Body language is Visual Sound.
All body parts participate in this language and therefore this sound is called visual sound. The visual language of aggression is baring of teeth and popping of the eyes in a monkey; thrashing of feet by a bull; erection of ears, raising of the head and baring of teeth on one side in a dog,;and arching of back, horripilation (erection of hair), and spitting from open mouth in a cat, accompanied by animal-specific growls of anger. This is visual sound, meaning that anger in the primitive brain of the animal transforms from image of threat to bodily expressions of anger.

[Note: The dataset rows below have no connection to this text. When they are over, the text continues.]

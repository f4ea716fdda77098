//! Discovery of installed provider plugin binaries.
//!
//! Plugins are plain executables whose file name carries their identity:
//! `provinit-provider-<name>_v<version>_x<protocol>`, optionally followed by
//! `.exe`. Scanning never fails: unreadable directories and foreign or
//! malformed entries are logged and skipped so one bad file cannot hide the
//! rest of the inventory.

use std::env;
use std::fs::{self, File};
use std::io;
use std::path::{Path, PathBuf};

use semver::Version;
use sha2::{Digest as _, Sha256};
use thiserror::Error;
use tracing::{debug, warn};

use crate::lock::Digest;
use crate::version::{ConstraintError, ConstraintSet, parse_version};

/// File name prefix shared by every provider plugin binary.
pub const PLUGIN_PREFIX: &str = "provinit-provider-";

const EXE_SUFFIX: &str = ".exe";

/// Reasons a directory entry is not a usable plugin binary.
#[derive(Debug, Error)]
pub enum PluginNameError {
    /// The entry does not carry the plugin prefix.
    #[error("missing plugin file name prefix")]
    NotAPlugin,
    /// The name lacks the `_v<version>_x<protocol>` suffix.
    #[error("expected '<name>_v<version>_x<protocol>' after the prefix")]
    Unversioned,
    /// The provider name part is empty.
    #[error("provider name is empty")]
    EmptyName,
    /// The protocol suffix is not an integer.
    #[error("invalid protocol version '{0}'")]
    InvalidProtocol(String),
    /// The version part is not a semantic version.
    #[error(transparent)]
    InvalidVersion(#[from] ConstraintError),
}

/// A plugin binary found on disk.
#[derive(Debug, Clone, PartialEq, Eq)]
pub struct InstalledPlugin {
    name: String,
    version: Version,
    protocol_version: u32,
    path: PathBuf,
}

impl InstalledPlugin {
    /// Creates a plugin record without touching the filesystem.
    #[must_use]
    pub fn new(
        name: impl Into<String>,
        version: Version,
        protocol_version: u32,
        path: PathBuf,
    ) -> Self {
        Self {
            name: name.into(),
            version,
            protocol_version,
            path,
        }
    }

    /// Parses a plugin record from the file name of `path`.
    ///
    /// # Errors
    ///
    /// Returns a [`PluginNameError`] describing why the name is not a
    /// versioned plugin binary name.
    pub fn from_path(path: &Path) -> Result<Self, PluginNameError> {
        let file_name = path
            .file_name()
            .and_then(|name| name.to_str())
            .ok_or(PluginNameError::NotAPlugin)?;
        let stem = file_name.strip_suffix(EXE_SUFFIX).unwrap_or(file_name);
        let unprefixed = stem
            .strip_prefix(PLUGIN_PREFIX)
            .ok_or(PluginNameError::NotAPlugin)?;
        let (head, protocol) = unprefixed
            .rsplit_once("_x")
            .ok_or(PluginNameError::Unversioned)?;
        let (name, version) = head.rsplit_once("_v").ok_or(PluginNameError::Unversioned)?;
        if name.is_empty() {
            return Err(PluginNameError::EmptyName);
        }
        let protocol_version = protocol
            .parse::<u32>()
            .map_err(|_| PluginNameError::InvalidProtocol(protocol.to_owned()))?;
        Ok(Self {
            name: name.to_owned(),
            version: parse_version(version)?,
            protocol_version,
            path: path.to_path_buf(),
        })
    }

    /// Canonical file name for a plugin binary, carrying the host's
    /// executable suffix.
    #[must_use]
    pub fn file_name(name: &str, version: &Version, protocol_version: u32) -> String {
        let suffix = env::consts::EXE_SUFFIX;
        format!("{PLUGIN_PREFIX}{name}_v{version}_x{protocol_version}{suffix}")
    }

    /// Returns the provider name.
    #[must_use]
    pub const fn name(&self) -> &str {
        self.name.as_str()
    }

    /// Returns the plugin version.
    #[must_use]
    pub const fn version(&self) -> &Version {
        &self.version
    }

    /// Returns the plugin protocol version.
    #[must_use]
    pub const fn protocol_version(&self) -> u32 {
        self.protocol_version
    }

    /// Returns the binary path.
    #[must_use]
    pub fn path(&self) -> &Path {
        &self.path
    }

    /// Reports whether this plugin is usable for the given constraints.
    #[must_use]
    pub fn satisfies(&self, constraints: &ConstraintSet, protocol_version: u32) -> bool {
        self.protocol_version == protocol_version && constraints.allows(&self.version)
    }

    /// Computes the SHA-256 digest of the binary.
    ///
    /// # Errors
    ///
    /// Returns the I/O error raised while reading the binary.
    pub fn sha256(&self) -> io::Result<Digest> {
        let mut file = File::open(&self.path)?;
        let mut hasher = Sha256::new();
        io::copy(&mut file, &mut hasher)?;
        Ok(Digest::new(hasher.finalize().into()))
    }
}

/// Directories searched for plugins.
///
/// The first directory is the install destination; further directories are
/// searched read-only.
#[derive(Debug, Clone, PartialEq, Eq)]
pub struct PluginDirs {
    install_dir: PathBuf,
    search_dirs: Vec<PathBuf>,
}

impl PluginDirs {
    /// Creates a handle for a single install directory.
    #[must_use]
    pub fn new(install_dir: impl Into<PathBuf>) -> Self {
        Self {
            install_dir: install_dir.into(),
            search_dirs: Vec::new(),
        }
    }

    /// Adds a read-only search directory.
    #[must_use]
    pub fn with_search_dir(mut self, dir: impl Into<PathBuf>) -> Self {
        self.search_dirs.push(dir.into());
        self
    }

    /// Directory newly fetched plugins are written to.
    #[must_use]
    pub fn install_dir(&self) -> &Path {
        &self.install_dir
    }

    /// Every searched directory, install directory first.
    pub fn all(&self) -> impl Iterator<Item = &Path> {
        std::iter::once(self.install_dir.as_path()).chain(self.search_dirs.iter().map(PathBuf::as_path))
    }
}

/// Snapshot of the plugins found by one scan.
#[derive(Debug, Clone, Default, PartialEq, Eq)]
pub struct PluginSet {
    plugins: Vec<InstalledPlugin>,
}

impl PluginSet {
    /// Builds a set, sorting entries by name, version and path.
    #[must_use]
    pub fn new(mut plugins: Vec<InstalledPlugin>) -> Self {
        plugins.sort_by(|a, b| {
            a.name
                .cmp(&b.name)
                .then_with(|| a.version.cmp(&b.version))
                .then_with(|| a.path.cmp(&b.path))
        });
        Self { plugins }
    }

    /// Iterates every plugin.
    pub fn iter(&self) -> impl Iterator<Item = &InstalledPlugin> {
        self.plugins.iter()
    }

    /// Iterates the plugins for one provider.
    pub fn with_name<'s, 'n>(
        &'s self,
        name: &'n str,
    ) -> impl Iterator<Item = &'s InstalledPlugin> + use<'s, 'n> {
        self.plugins.iter().filter(move |plugin| plugin.name == name)
    }

    /// Highest usable version of `name`; equal versions resolve to the
    /// lexically smallest path.
    #[must_use]
    pub fn newest_satisfying(
        &self,
        name: &str,
        constraints: &ConstraintSet,
        protocol_version: u32,
    ) -> Option<&InstalledPlugin> {
        self.with_name(name)
            .filter(|plugin| plugin.satisfies(constraints, protocol_version))
            .max_by(|a, b| {
                a.version
                    .cmp(&b.version)
                    .then_with(|| b.path.cmp(&a.path))
            })
    }

    /// Returns the number of plugins found.
    #[must_use]
    pub const fn len(&self) -> usize {
        self.plugins.len()
    }

    /// Returns `true` when no plugin was found.
    #[must_use]
    pub const fn is_empty(&self) -> bool {
        self.plugins.is_empty()
    }
}

/// Scans every directory in `dirs` for plugin binaries.
///
/// Missing directories contribute nothing. Each call reads the filesystem
/// afresh.
#[must_use]
pub fn scan(dirs: &PluginDirs) -> PluginSet {
    let plugins = dirs.all().flat_map(scan_dir).collect();
    PluginSet::new(plugins)
}

fn scan_dir(dir: &Path) -> Vec<InstalledPlugin> {
    let entries = match fs::read_dir(dir) {
        Ok(entries) => entries,
        Err(error) if error.kind() == io::ErrorKind::NotFound => {
            debug!(target: "provinit::inventory", dir = %dir.display(), "plugin directory absent");
            return Vec::new();
        }
        Err(error) => {
            warn!(
                target: "provinit::inventory",
                dir = %dir.display(),
                error = %error,
                "skipping unreadable plugin directory"
            );
            return Vec::new();
        }
    };

    entries
        .filter_map(|read| match read {
            Ok(entry) => Some(entry.path()),
            Err(error) => {
                warn!(target: "provinit::inventory", dir = %dir.display(), error = %error, "skipping unreadable entry");
                None
            }
        })
        .filter(|path| path.is_file())
        .filter_map(|path| match InstalledPlugin::from_path(&path) {
            Ok(plugin) => Some(plugin),
            Err(PluginNameError::NotAPlugin) => {
                debug!(target: "provinit::inventory", path = %path.display(), "ignoring non-plugin file");
                None
            }
            Err(error) => {
                warn!(
                    target: "provinit::inventory",
                    path = %path.display(),
                    error = %error,
                    "skipping malformed plugin binary name"
                );
                None
            }
        })
        .collect()
}
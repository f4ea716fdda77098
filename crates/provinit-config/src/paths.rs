//! Derives the on-disk layout shared by the `init` and `verify` commands.
//!
//! Both commands must agree on where plugins are installed and where the lock
//! manifest lives, otherwise `verify` would compare against a manifest that
//! `init` never wrote.

use std::fs;
use std::path::{Path, PathBuf};

use thiserror::Error;

use crate::Config;
use crate::defaults::{DATA_DIR_NAME, LOCK_FILE_NAME};

/// Canonical plugin paths for a working directory.
#[derive(Debug, Clone, PartialEq, Eq)]
pub struct PluginPaths {
    working_dir: PathBuf,
    plugin_dir: PathBuf,
    lock_path: PathBuf,
    mirror_dir: Option<PathBuf>,
}

impl PluginPaths {
    /// Derives plugin paths for `working_dir` from the shared configuration.
    ///
    /// Relative overrides in the configuration are resolved against the
    /// working directory. Nothing is created on disk.
    #[must_use]
    pub fn resolve(config: &Config, working_dir: &Path) -> Self {
        let plugin_dir = config.plugin_dir().map_or_else(
            || working_dir.join(DATA_DIR_NAME).join("plugins"),
            |dir| working_dir.join(dir.as_std_path()),
        );
        let mirror_dir = config
            .mirror_dir()
            .map(|dir| working_dir.join(dir.as_std_path()));
        Self {
            working_dir: working_dir.to_path_buf(),
            lock_path: plugin_dir.join(LOCK_FILE_NAME),
            plugin_dir,
            mirror_dir,
        }
    }

    /// Working directory the paths were derived for.
    #[must_use]
    pub fn working_dir(&self) -> &Path {
        self.working_dir.as_path()
    }

    /// Directory plugins are installed into and discovered from.
    #[must_use]
    pub fn plugin_dir(&self) -> &Path {
        self.plugin_dir.as_path()
    }

    /// Path of the plugin lock manifest.
    #[must_use]
    pub fn lock_path(&self) -> &Path {
        self.lock_path.as_path()
    }

    /// Mirror directory used by the fetcher, when configured.
    #[must_use]
    pub fn mirror_dir(&self) -> Option<&Path> {
        self.mirror_dir.as_deref()
    }

    /// Creates the plugin directory if it does not already exist.
    ///
    /// # Errors
    ///
    /// Returns [`PluginPathsError::PluginDirectory`] when the directory
    /// cannot be created.
    pub fn ensure_plugin_dir(&self) -> Result<(), PluginPathsError> {
        fs::create_dir_all(&self.plugin_dir).map_err(|source| PluginPathsError::PluginDirectory {
            path: self.plugin_dir.clone(),
            source,
        })
    }
}

/// Errors raised while preparing plugin paths.
#[derive(Debug, Error)]
pub enum PluginPathsError {
    /// Creating the plugin directory failed.
    #[error("failed to prepare plugin directory '{path}': {source}")]
    PluginDirectory {
        /// Directory that could not be created.
        path: PathBuf,
        /// Underlying I/O error.
        #[source]
        source: std::io::Error,
    },
}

This visual sound becomes a mental sound which finds expression in larynx in Visuddha Chakra. In man, this articulated sound undergoes further modification into characters (Varna), phrases (Vakya), sentences (Vasaka), prose, poetry, images, and drawings.
Kundali goddess is the hypostasis of all modifications of sound, speech and expression; She wears the 50 Sanskrit letters as a rosary around her neck. In animals Sabdabrahman exists, but its manifestation is curtailed to the extent it is expressed in each animal. Man has Sabda (sound) and Varna (letter or character); animals have Sabda and not Varna; Sabda without Varna distinguishes animal from man. In Tantra, letters are considered so important that it asserts that matter, beings and gods (Brahma, Vishnu, and Rudra) originate from letters and mantras. For Tantrics, Matrka is Mother and Mother of all Letters; she is self-born and self-existent.
Brahman of sounds or Sound Brahman is Kundalini Goddess in Muladhara Chakra residing as coiled serpent ready to spring and pierce the upper Chakras, taking the Sadhaka with her. She remains in a state of sleep. Kundalini Sound exists as Para Nada (Vāni, the Transcendental Sound). The Primal Sound’s seat is at the Muladhara plane of Kundalini. It is undifferentiated sound, though it is the source of root ideas or germ thoughts. It is not within the reach of ordinary consciousness. Nada Yogis claim that Para Nada is a high frequency sound, so high that it does not stir or produce vibrations; it is a still sound. When you consider the great discoveries of man, the source that the person taps is Para Nada, whose higher purpose is to reveal Brahma Vidya to the Sadakas.
Sabdabrahman is the first cause (Adya + karana = being at the beginning, first + cause). Sabdabrahman undergoes transformation (parinama). It infuses itself with Tamas, Rajas, and Sattva Gunas, which assume female divine status and pair off with complementary strands as in DNA strands; It is like Obligatory Complementary Base Pairing: Raudri with Rudra, Vama with Brahma, and Jyesta with Vishnu. This process goes by the term Sadrisa Parinama (transformation resulting in two homologues in each of three pairs). The first product is the female homologue followed by the male homologue in each pair--Raudri first and Rudra later. Sabdabrahman transforms into three pairs. This first creation is called Sabdasrsti (Sabda + srsti = Sound + Creation). The second creation is called Arthasrsti (Arthasrsti = Artha + Srsti = form or object + Creation). Asthasrsti is a process where Kulakundalini becomes many kalas, parts, or pairs. They are the seven male gods with female counterparts or homologues ruling over seven worlds. These seven pairs are under the guidance of Goddess Kulakundalini.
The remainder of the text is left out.